A democracy can not survive if hatred becomes a legitimate political strategy. When opponents of a sitting government choose perpetual antagonism over constructive engagement, national institutions suffer.

Zambia’s Constitution can not evolve through paralysis. No constitutional review process anywhere in the world has ever been universally praised or uniformly accepted. Perfection is unattainable.

What matters is a willingness to improve the nation’s supreme law through dialogue, not through unyielding hostility.

Yet, dialogue is precisely what the petitioners reject. Instead of engaging with the Technical Committee, submitting alternative proposals, or participating in public forums, they have chosen to derail the process entirely.

They insist the review be “people-driven,” but they are the very ones discouraging the people from participating. They complain of insufficient time, but they are busy using that time to campaign against the process.

They accuse the government of railroading the Constitution, yet they themselves are railroading public opinion to suit their political narrative.

This contradiction exposes their motives. Their problem is not with the process; their problem is with the presidency. This is why their petition is retrogressive. It does not move Zambia forward. It pulls the country into the quicksand of perpetual political grudge fights.

If every national programme is treated as illegitimate simply because it originates from the current administration, how can Zambia ever progress?

If every reform triggers a courtroom war, how can laws evolve? If every government initiative is drowned in a sea of hostility, how can citizens ever hope for stability?
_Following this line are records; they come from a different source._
//! The player character.

use super::attributes::Stats;
use super::traits::{Polarity, Trait, TraitKind};
use crate::core::constants::{
    BASE_HP, BASE_MAX_SANITY, FRAIL_HP_PENALTY, HP_PER_VIT, RECRUIT_STAT_MAX, RECRUIT_STAT_MIN,
};
use crate::dungeon::types::Theme;
use rand::seq::SliceRandom;
use rand::Rng;
use serde::{Deserialize, Serialize};

#[derive(Debug, Clone, PartialEq, Serialize, Deserialize)]
pub struct Wanderer {
    pub id: String,
    pub name: String,
    pub stats: Stats,
    pub traits: Vec<Trait>,
    pub level: u32,
    pub exp: u32,
}

impl Wanderer {
    pub fn new(name: &str, stats: Stats) -> Self {
        Self {
            id: uuid::Uuid::new_v4().to_string(),
            name: name.to_string(),
            stats,
            traits: Vec::new(),
            level: 1,
            exp: 0,
        }
    }

    pub fn with_trait(mut self, t: Trait) -> Self {
        if !self.traits.iter().any(|existing| existing.id == t.id) {
            self.traits.push(t);
        }
        self
    }

    pub fn has(&self, kind: TraitKind) -> bool {
        self.traits.iter().any(|t| t.kind == kind)
    }

    pub fn max_hp(&self) -> u32 {
        let hp = BASE_HP + HP_PER_VIT * self.stats.vit();
        if self.has(TraitKind::Frail) {
            hp.saturating_sub(FRAIL_HP_PENALTY).max(1)
        } else {
            hp
        }
    }

    pub fn max_sanity(&self) -> u32 {
        BASE_MAX_SANITY
    }

    pub fn defense(&self) -> u32 {
        self.stats.vit() / 2
    }

    pub fn traits_of(&self, polarity: Polarity) -> impl Iterator<Item = &Trait> {
        self.traits.iter().filter(move |t| t.polarity() == polarity)
    }
}

fn roll_traits(pool: &[TraitKind], rng: &mut impl Rng) -> Vec<Trait> {
    let count = rng.gen_range(1..=2);
    pool.choose_multiple(rng, count)
        .map(|kind| {
            if kind.is_themed() {
                let themes = Theme::all();
                Trait::themed(*kind, themes[rng.gen_range(0..themes.len())])
            } else {
                Trait::new(*kind)
            }
        })
        .collect()
}

/// Recruits a fresh wanderer: rolled stats plus 1-2 positive and 1-2 negative traits.
pub fn recruit(name: &str, rng: &mut impl Rng) -> Wanderer {
    let mut roll = || rng.gen_range(RECRUIT_STAT_MIN..=RECRUIT_STAT_MAX);
    let stats = Stats::from_values(roll(), roll(), roll(), roll(), roll(), roll());
    let mut wanderer = Wanderer::new(name, stats);
    let mut traits = roll_traits(&TraitKind::positives(), rng);
    traits.extend(roll_traits(&TraitKind::negatives(), rng));
    for t in traits {
        wanderer = wanderer.with_trait(t);
    }
    wanderer
}
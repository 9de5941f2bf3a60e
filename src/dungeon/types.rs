//! Dungeon run data structures.
//!
//! `DungeonRunState` is the single source of truth for an active run and is
//! fully serializable so a reload can resume at any phase.

use crate::character::status::{StatusEffectSet, StatusKind};
use crate::combat::monster::Monster;
use crate::core::constants::{EXP_TABLE, RUN_LOG_CAPACITY};
use crate::core::log::{push_bounded, LogLine};
use serde::{Deserialize, Serialize};
use std::collections::VecDeque;

#[derive(Debug, Clone, Copy, PartialEq, Eq, Hash, Serialize, Deserialize)]
pub enum Theme {
    Forest,
    Mine,
    Swamp,
    Crypt,
}

impl Theme {
    pub fn all() -> [Theme; 4] {
        [Theme::Forest, Theme::Mine, Theme::Swamp, Theme::Crypt]
    }

    pub fn key(&self) -> &'static str {
        match self {
            Theme::Forest => "forest",
            Theme::Mine => "mine",
            Theme::Swamp => "swamp",
            Theme::Crypt => "crypt",
        }
    }
}

#[derive(Debug, Clone, Copy, PartialEq, Eq, Serialize, Deserialize)]
pub enum TileKind {
    Start,
    Corner,
    Empty,
}

#[derive(Debug, Clone, Copy, PartialEq, Eq, Serialize, Deserialize)]
pub enum Visibility {
    Shroud,
    Fog,
    Visible,
}

#[derive(Debug, Clone, PartialEq, Serialize, Deserialize)]
pub struct ChestData {
    /// Loot table id
    pub table: String,
}

#[derive(Debug, Clone, PartialEq, Serialize, Deserialize)]
pub enum TileObject {
    Monster(Monster),
    Chest(ChestData),
    /// Event placed by the spawn phase; the concrete event is rolled on landing
    Event,
}

impl TileObject {
    pub fn key(&self) -> &'static str {
        match self {
            TileObject::Monster(_) => "monster",
            TileObject::Chest(_) => "chest",
            TileObject::Event => "event",
        }
    }
}

#[derive(Debug, Clone, PartialEq, Serialize, Deserialize)]
pub struct Tile {
    pub index: usize,
    pub kind: TileKind,
    pub object: Option<TileObject>,
    pub visited: bool,
    pub visibility: Visibility,
}

impl Tile {
    pub fn new(index: usize, kind: TileKind) -> Self {
        Self {
            index,
            kind,
            object: None,
            visited: false,
            visibility: Visibility::Shroud,
        }
    }

    /// Empty tile type with nothing on it; the only valid spawn target.
    pub fn is_open(&self) -> bool {
        self.kind == TileKind::Empty && self.object.is_none()
    }
}

#[derive(Debug, Clone, Copy, PartialEq, Eq, Serialize, Deserialize)]
pub enum RunPhase {
    Spawn,
    Move,
    /// Resolving a tile; combat and events hold the run here until they finish
    Action,
}

#[derive(Debug, Clone, Copy, PartialEq, Eq, Serialize, Deserialize)]
pub enum RunOutcome {
    Cleared,
    Dead,
    Abandoned,
}

/// Dice rolled at the start of a spawn phase, kept so a reload mid-spawn can
/// finish placing what was rolled.
#[derive(Debug, Clone, Copy, PartialEq, Eq, Default, Serialize, Deserialize)]
pub struct SpawnRoll {
    pub monsters: u32,
    pub treasures: u32,
    pub events: u32,
}

/// Interactive event waiting for the player's choice.
#[derive(Debug, Clone, PartialEq, Serialize, Deserialize)]
pub struct ActiveEvent {
    pub event_id: String,
    /// Translation keys of the offered choices, in display order
    pub choices: Vec<String>,
}

#[derive(Debug, Clone, PartialEq, Serialize, Deserialize)]
pub struct DungeonRunState {
    pub map_id: String,
    pub theme: Theme,
    pub tiles: Vec<Tile>,
    pub position: usize,
    pub wave: u32,
    pub turn: u32,
    pub phase: RunPhase,
    pub current_hp: u32,
    pub max_hp: u32,
    pub sanity: u32,
    pub max_sanity: u32,
    #[serde(default)]
    pub status_effects: StatusEffectSet,
    pub exp: u32,
    pub level: u32,
    pub exp_to_next: u32,
    pub free_stat_points: u32,
    #[serde(default)]
    pub encountered_events: Vec<String>,
    #[serde(default)]
    pub pending_spawn: Option<SpawnRoll>,
    #[serde(default)]
    pub active_event: Option<ActiveEvent>,
    #[serde(default)]
    pub outcome: Option<RunOutcome>,
    #[serde(default)]
    pub log: VecDeque<LogLine>,
}

impl DungeonRunState {
    pub fn tile(&self, index: usize) -> Option<&Tile> {
        self.tiles.get(index)
    }

    pub fn tile_mut(&mut self, index: usize) -> Option<&mut Tile> {
        self.tiles.get_mut(index)
    }

    pub fn current_tile(&self) -> Option<&Tile> {
        self.tile(self.position)
    }

    pub fn is_over(&self) -> bool {
        self.outcome.is_some()
    }

    pub fn has_torch(&self) -> bool {
        self.status_effects.has_kind(StatusKind::Torch)
    }

    pub fn push_log(&mut self, line: LogLine) {
        push_bounded(&mut self.log, line, RUN_LOG_CAPACITY);
    }

    pub fn monster_count(&self) -> usize {
        self.tiles
            .iter()
            .filter(|t| matches!(t.object, Some(TileObject::Monster(_))))
            .count()
    }

    /// EXP threshold for leaving `level`, clamped to the table's last entry.
    pub fn exp_threshold(level: u32) -> u32 {
        let index = (level.saturating_sub(1) as usize).min(EXP_TABLE.len() - 1);
        EXP_TABLE[index]
    }
}

#[cfg(test)]
mod tests {
    use super::*;

    #[test]
    fn test_tile_is_open() {
        let mut tile = Tile::new(3, TileKind::Empty);
        assert!(tile.is_open());
        tile.object = Some(TileObject::Event);
        assert!(!tile.is_open());
        assert!(!Tile::new(0, TileKind::Start).is_open());
        assert!(!Tile::new(5, TileKind::Corner).is_open());
    }

    #[test]
    fn test_exp_threshold_clamps_to_last_entry() {
        assert_eq!(DungeonRunState::exp_threshold(1), EXP_TABLE[0]);
        assert_eq!(DungeonRunState::exp_threshold(3), EXP_TABLE[2]);
        assert_eq!(
            DungeonRunState::exp_threshold(500),
            EXP_TABLE[EXP_TABLE.len() - 1]
        );
    }
}
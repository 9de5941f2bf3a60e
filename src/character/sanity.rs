//! Sanity tiers.
//!
//! Sanity 0-100 maps onto seven contiguous bands. Each band is a fixed bundle of
//! modifiers read by combat and movement. The table is monotonic: every player
//! modifier gets worse and every monster modifier gets better as sanity drops.

use serde::{Deserialize, Serialize};

#[derive(Debug, Clone, Copy, PartialEq, Eq, Serialize, Deserialize)]
pub enum SanityTier {
    Lucid,
    Steady,
    Uneasy,
    Anxious,
    Disturbed,
    Hysteric,
    Madness,
}

#[derive(Debug, Clone, Copy, PartialEq)]
pub struct SanityModifiers {
    pub accuracy: i32,
    pub evasion: i32,
    pub preemptive: i32,
    pub flee: i32,
    pub discovery: i32,
    /// Multiplier on the per-move sanity cost
    pub decay_rate: f64,
    pub monster_accuracy: i32,
    pub monster_damage_pct: i32,
    pub monster_crit: i32,
    pub ambush: i32,
}

/// (lower bound, tier, modifiers), ordered from highest band to lowest.
const TIERS: [(u32, SanityTier, SanityModifiers); 7] = [
    (91, SanityTier::Lucid, mods(5, 5, 10, 10, 10, 0.8, -5, -10, 0, 0)),
    (76, SanityTier::Steady, mods(3, 3, 5, 5, 5, 0.9, -3, -5, 0, 2)),
    (61, SanityTier::Uneasy, mods(0, 0, 0, 0, 0, 1.0, 0, 0, 2, 5)),
    (41, SanityTier::Anxious, mods(-3, -2, -5, -5, 0, 1.1, 3, 5, 4, 8)),
    (21, SanityTier::Disturbed, mods(-5, -5, -10, -10, -5, 1.2, 5, 10, 6, 12)),
    (11, SanityTier::Hysteric, mods(-10, -8, -15, -15, -5, 1.35, 8, 20, 8, 16)),
    (0, SanityTier::Madness, mods(-15, -10, -20, -20, -10, 1.5, 10, 30, 10, 20)),
];

#[allow(clippy::too_many_arguments)]
const fn mods(
    accuracy: i32,
    evasion: i32,
    preemptive: i32,
    flee: i32,
    discovery: i32,
    decay_rate: f64,
    monster_accuracy: i32,
    monster_damage_pct: i32,
    monster_crit: i32,
    ambush: i32,
) -> SanityModifiers {
    SanityModifiers {
        accuracy,
        evasion,
        preemptive,
        flee,
        discovery,
        decay_rate,
        monster_accuracy,
        monster_damage_pct,
        monster_crit,
        ambush,
    }
}

impl SanityTier {
    pub fn from_sanity(sanity: u32) -> Self {
        TIERS
            .iter()
            .find(|(floor, _, _)| sanity >= *floor)
            .map(|(_, tier, _)| *tier)
            .unwrap_or(SanityTier::Madness)
    }

    pub fn modifiers(&self) -> SanityModifiers {
        TIERS
            .iter()
            .find(|(_, tier, _)| tier == self)
            .map(|(_, _, m)| *m)
            .unwrap_or(TIERS[TIERS.len() - 1].2)
    }

    pub fn key(&self) -> &'static str {
        match self {
            SanityTier::Lucid => "sanity.lucid",
            SanityTier::Steady => "sanity.steady",
            SanityTier::Uneasy => "sanity.uneasy",
            SanityTier::Anxious => "sanity.anxious",
            SanityTier::Disturbed => "sanity.disturbed",
            SanityTier::Hysteric => "sanity.hysteric",
            SanityTier::Madness => "sanity.madness",
        }
    }
}

/// Modifier bundle for a raw sanity value.
pub fn sanity_modifiers(sanity: u32) -> SanityModifiers {
    SanityTier::from_sanity(sanity).modifiers()
}
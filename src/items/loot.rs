//! Item catalog and loot rolls for chests and monster drops.

use super::types::{Item, ItemKind, Weapon};
use crate::combat::monster::find_template;
use crate::core::constants::MONSTER_LOOT_TOTAL;
use crate::core::weighted::{weighted_pick, weighted_pick_from_total, Weighted};
use rand::Rng;

fn material(id: &str, weight: u32) -> Item {
    Item {
        id: id.to_string(),
        weight,
        kind: ItemKind::Material,
    }
}

fn potion(id: &str, heal: u32) -> Item {
    Item {
        id: id.to_string(),
        weight: 1,
        kind: ItemKind::Consumable { heal },
    }
}

fn weapon(id: &str, dmg_min: u32, dmg_max: u32, durability: u32, weight: u32) -> Item {
    Item {
        id: id.to_string(),
        weight,
        kind: ItemKind::Weapon(Weapon::new(id, dmg_min, dmg_max, durability)),
    }
}

pub fn all_items() -> Vec<Item> {
    vec![
        potion("small_potion", 15),
        potion("large_potion", 35),
        material("slime_jelly", 1),
        material("goblin_ear", 1),
        material("wolf_pelt", 3),
        material("venom_sac", 1),
        material("ember_core", 2),
        material("ancient_bark", 4),
        material("iron_ore", 5),
        material("bat_wing", 1),
        material("ogre_tusk", 4),
        material("ectoplasm", 1),
        material("rat_tail", 1),
        material("gold_pouch", 2),
        weapon("rusty_sword", 3, 6, 12, 4),
        weapon("hunting_knife", 2, 5, 20, 2),
        weapon("war_axe", 5, 9, 15, 7),
    ]
}

/// Looks up an item by id, logging the raw id on a miss.
pub fn find_item(id: &str) -> Option<Item> {
    let found = all_items().into_iter().find(|i| i.id == id);
    if found.is_none() {
        tracing::warn!(item = id, "unknown item id");
    }
    found
}

/// Chest table by id. Unknown tables fall back to "common".
pub fn chest_table(id: &str) -> Vec<Weighted<String>> {
    let entries: &[(&str, f64)] = match id {
        "rich" => &[
            ("large_potion", 30.0),
            ("gold_pouch", 40.0),
            ("war_axe", 10.0),
            ("hunting_knife", 20.0),
        ],
        "common" => &[
            ("small_potion", 45.0),
            ("gold_pouch", 30.0),
            ("hunting_knife", 10.0),
            ("rusty_sword", 15.0),
        ],
        other => {
            tracing::warn!(table = other, "unknown chest table, using common");
            return chest_table("common");
        }
    };
    entries
        .iter()
        .map(|(id, w)| Weighted::new(id.to_string(), *w))
        .collect()
}

/// Rolls one chest item. Chest tables always yield something.
pub fn roll_chest_loot(table: &str, rng: &mut impl Rng) -> Option<Item> {
    let entries = chest_table(table);
    weighted_pick(&entries, rng).and_then(|id| find_item(id))
}

/// Rolls a monster drop against the implicit total of 100. Unclaimed weight is no drop.
pub fn roll_monster_loot(template_id: &str, rng: &mut impl Rng) -> Option<Item> {
    let template = find_template(template_id)?;
    weighted_pick_from_total(&template.loot, MONSTER_LOOT_TOTAL, rng).and_then(|id| find_item(id))
}

#[cfg(test)]
mod tests {
    use super::*;
    use crate::combat::monster::all_templates;
    use rand::SeedableRng;
    use rand_chacha::ChaCha8Rng;

    #[test]
    fn test_every_loot_reference_exists() {
        for template in all_templates() {
            for entry in &template.loot {
                assert!(find_item(&entry.item).is_some(), "{}", entry.item);
            }
        }
        for table in ["common", "rich"] {
            for entry in chest_table(table) {
                assert!(find_item(&entry.item).is_some(), "{}", entry.item);
            }
        }
    }

    #[test]
    fn test_chest_always_yields() {
        let mut rng = ChaCha8Rng::seed_from_u64(3);
        for _ in 0..200 {
            assert!(roll_chest_loot("common", &mut rng).is_some());
        }
    }

    #[test]
    fn test_unknown_chest_table_falls_back() {
        assert_eq!(chest_table("nope"), chest_table("common"));
    }

    #[test]
    fn test_monster_loot_no_drop_is_reachable() {
        // Slime claims 40 of 100
        let mut rng = ChaCha8Rng::seed_from_u64(11);
        let rolls: Vec<Option<Item>> = (0..100)
            .map(|_| roll_monster_loot("slime", &mut rng))
            .collect();
        assert!(rolls.iter().any(|r| r.is_none()));
        assert!(rolls.iter().any(|r| r.is_some()));
    }

    #[test]
    fn test_unknown_monster_drops_nothing() {
        let mut rng = ChaCha8Rng::seed_from_u64(1);
        assert!(roll_monster_loot("missing", &mut rng).is_none());
    }
}
//! Item system: weapons, the satchel and loot tables.

pub mod inventory;
pub mod loot;
pub mod types;

pub use inventory::{CarryTier, Inventory, Satchel};
pub use types::*;
//! Layered resolver configuration
//!
//! Config is loaded with three layers of precedence (highest wins):
//! 1. Environment variables: `USD_ASSET_ROOT`, `ASSETPATH_DOCUMENT_EXTENSION`
//! 2. Project-local: `.assetpath/config.toml`
//! 3. Global: `~/.assetpath/config.toml`

use crate::layout::DEFAULT_DOCUMENT_EXTENSION;
use assetpath_core::{AssetPathError, Result};
use serde::{Deserialize, Serialize};
use std::path::{Path, PathBuf};

/// Location and naming of the asset store
#[derive(Debug, Clone, PartialEq, Eq, Serialize, Deserialize)]
pub struct StoreConfig {
    #[serde(default)]
    pub asset_root: Option<PathBuf>,
    #[serde(default = "default_document_extension")]
    pub document_extension: String,
}

impl Default for StoreConfig {
    fn default() -> Self {
        Self {
            asset_root: None,
            document_extension: default_document_extension(),
        }
    }
}

fn default_document_extension() -> String {
    DEFAULT_DOCUMENT_EXTENSION.to_string()
}

/// Resolution cache settings
#[derive(Debug, Clone, Copy, PartialEq, Eq, Serialize, Deserialize)]
pub struct CacheConfig {
    #[serde(default = "default_true")]
    pub enabled: bool,
}

impl Default for CacheConfig {
    fn default() -> Self {
        Self { enabled: true }
    }
}

fn default_true() -> bool {
    true
}

/// `[store]` table as written in a config file. Unset keys leave the
/// lower layer's value alone.
#[derive(Debug, Clone, Default, PartialEq, Eq, Serialize, Deserialize)]
pub struct StoreFileConfig {
    #[serde(default)]
    pub asset_root: Option<PathBuf>,
    #[serde(default)]
    pub document_extension: Option<String>,
}

/// `[cache]` table as written in a config file
#[derive(Debug, Clone, Copy, Default, PartialEq, Eq, Serialize, Deserialize)]
pub struct CacheFileConfig {
    #[serde(default)]
    pub enabled: Option<bool>,
}

/// Top-level config file structure
#[derive(Debug, Clone, Default, Serialize, Deserialize)]
pub struct ResolverConfigFile {
    #[serde(default)]
    pub store: StoreFileConfig,
    #[serde(default)]
    pub cache: CacheFileConfig,
}

/// Resolved configuration with environment variable overrides applied
#[derive(Debug, Clone, Default, PartialEq, Eq)]
pub struct ResolverConfig {
    pub store: StoreConfig,
    pub cache: CacheConfig,
}

impl ResolverConfig {
    /// Environment variable naming the store root
    pub const ASSET_ROOT_ENV: &'static str = "USD_ASSET_ROOT";
    /// Environment variable overriding the document extension
    pub const DOCUMENT_EXTENSION_ENV: &'static str = "ASSETPATH_DOCUMENT_EXTENSION";

    /// Load config with layered precedence: global < project < env vars
    pub fn load() -> Result<Self> {
        let mut config = Self::default();

        // Layer 1: Global config (~/.assetpath/config.toml)
        if let Some(global_path) = Self::global_config_path() {
            if global_path.exists() {
                let global = Self::load_file(&global_path)?;
                config.merge(global);
            }
        }

        // Layer 2: Project-local config (.assetpath/config.toml)
        let local_path = PathBuf::from(".assetpath/config.toml");
        if local_path.exists() {
            let local = Self::load_file(&local_path)?;
            config.merge(local);
        }

        // Layer 3: Environment variable overrides
        config.apply_env_overrides(|key| std::env::var(key).ok());

        Ok(config)
    }

    /// Load config from a specific file path only (plus env overrides)
    pub fn load_from_file(path: &Path) -> Result<Self> {
        let mut config: Self = Self::load_file(path)?.into();
        config.apply_env_overrides(|key| std::env::var(key).ok());
        Ok(config)
    }

    /// Config for an explicit root with every other setting at its default
    pub fn with_root<P: Into<PathBuf>>(root: P) -> Self {
        Self {
            store: StoreConfig {
                asset_root: Some(root.into()),
                ..StoreConfig::default()
            },
            cache: CacheConfig::default(),
        }
    }

    pub fn asset_root(&self) -> Option<&Path> {
        self.store.asset_root.as_deref()
    }

    fn global_config_path() -> Option<PathBuf> {
        dirs::home_dir().map(|h| h.join(".assetpath").join("config.toml"))
    }

    fn load_file(path: &Path) -> Result<ResolverConfigFile> {
        let content = std::fs::read_to_string(path)?;
        let config: ResolverConfigFile = toml::from_str(&content).map_err(|e| {
            AssetPathError::ConfigError(format!("Failed to parse config {}: {}", path.display(), e))
        })?;
        Ok(config)
    }

    /// Overlay every key the file sets, including ones set back to their default
    fn merge(&mut self, overlay: ResolverConfigFile) {
        if let Some(root) = overlay.store.asset_root {
            self.store.asset_root = Some(root);
        }
        if let Some(ext) = overlay.store.document_extension {
            self.store.document_extension = ext;
        }
        if let Some(enabled) = overlay.cache.enabled {
            self.cache.enabled = enabled;
        }
    }

    fn apply_env_overrides<F>(&mut self, lookup: F)
    where
        F: Fn(&str) -> Option<String>,
    {
        if let Some(root) = lookup(Self::ASSET_ROOT_ENV).filter(|r| !r.is_empty()) {
            self.store.asset_root = Some(PathBuf::from(root));
        }
        if let Some(ext) = lookup(Self::DOCUMENT_EXTENSION_ENV).filter(|e| !e.is_empty()) {
            self.store.document_extension = ext;
        }
    }
}

impl From<ResolverConfigFile> for ResolverConfig {
    fn from(file: ResolverConfigFile) -> Self {
        let mut config = Self::default();
        config.merge(file);
        config
    }
}
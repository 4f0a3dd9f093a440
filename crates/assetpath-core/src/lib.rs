//! assetpath Core - Foundational types for the asset resolver
//!
//! This crate provides the types that the other assetpath crates depend on:
//! - `AssetIdentifier` - Parsed `asset:<name>[?v=<label>]` identifiers
//! - `VersionLabel` - Opaque version tags and their directory names
//! - Error types and Result alias

mod error;
mod id;

pub use error::{AssetPathError, ParseError, Result};
pub use id::{AssetIdentifier, VersionLabel, ASSET_SCHEME};
//! Identifier canonicalization

use assetpath_core::AssetIdentifier;
use log::debug;

/// The form of an identifier to persist inside documents.
///
/// Well-formed identifiers are kept exactly as written so that a stored
/// reference keeps its own version pin (or lack of one) rather than whatever
/// the store currently calls latest. Strings that do not parse are passed
/// through unchanged.
pub fn canonicalize(raw: &str) -> String {
    if let Err(e) = AssetIdentifier::parse(raw) {
        debug!("canonicalize - keeping '{}' unchanged: {}", raw, e);
    }
    raw.to_string()
}

/// True when `raw` is a well-formed `asset:` identifier
pub fn is_canonical(raw: &str) -> bool {
    AssetIdentifier::parse(raw).is_ok()
}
The petitioners’ aggression signals a deeper danger: the normalisation of political hatred. Hatred breeds paralysis. Paralysis breeds dysfunction. And dysfunction leads to ungovernability.

What makes this even more troubling is the moral authority these groups often wield. Civil society and faith-based organisations command public trust. When they misuse that trust to fuel political grudges, they risk destabilising the very democracy they claim to defend.

They are setting a precedent where political actors can simply assemble under the banner of “constitutional protection” whenever they want to attack the government, regardless of the legitimacy of their claims.

Zambia deserves better.
The constitutional review process is not perfect. No one claims it is. But its imperfections are not grounds for its destruction. Instead of scorched-earth tactics, the petitioners could have opted for constructive participation.

Instead of weaponising courts, they could have strengthened public consultation. Instead of perpetuating hostility, they could have embraced genuine national dialogue.

But they chose hatred, and hatred has never built a nation.

If this is what democracy is becoming, where grudges dictate national direction, then Zambia stands on the threshold of becoming ungovernable. Not because the government has failed, but because its loudest critics have become addicted to antagonism.

The petitioners have a right to disagree. They do not have a right to sabotage.

Zambia’s progress can not be held hostage to those who can not stand the idea of the nation moving forward under the leadership of a president they passionately despise.

The Constitution belongs to the people, yes, but the people deserve reform, not relentless obstruction masquerading as activism.

The country must reject politics rooted in hatred. Because a democracy driven by bitterness is not a democracy at all. It is simply chaos dressed in legal robes.